Directions for this task: Scan the records for the word "data". Report each line where it occurs.
======== Available records
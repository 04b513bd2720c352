//! JSON output for one-shot commands: one object per line on stdout.

use std::io::{self, Write};

use serde_json::Value;

use super::errors::CliResult;

/// Writes `{"status":"ok","data":...}` to stdout
pub fn write_response(data: Value) -> CliResult<()> {
    let mut stdout = io::stdout();
    write_response_to(&mut stdout, data)
}

fn write_response_to<W: Write>(writer: &mut W, data: Value) -> CliResult<()> {
    let response = serde_json::json!({
        "status": "ok",
        "data": data
    });

    serde_json::to_writer(&mut *writer, &response)?;
    writeln!(writer)?;
    writer.flush()?;

    Ok(())
}

#[cfg(test)]
mod tests {
    use super::*;

    #[test]
    fn test_response_is_one_line() {
        let mut buffer = Vec::new();
        write_response_to(&mut buffer, serde_json::json!({"total": 3})).unwrap();

        let text = String::from_utf8(buffer).unwrap();
        assert_eq!(text, "{\"data\":{\"total\":3},\"status\":\"ok\"}\n");
    }
}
================
Output for this task:
/// Writes `{"status":"ok","data":...}` to stdout
pub fn write_response(data: Value) -> CliResult<()> {
    write_response_to(&mut stdout, data)
fn write_response_to<W: Write>(writer: &mut W, data: Value) -> CliResult<()> {
        "data": data
        assert_eq!(text, "{\"data\":{\"total\":3},\"status\":\"ok\"}\n");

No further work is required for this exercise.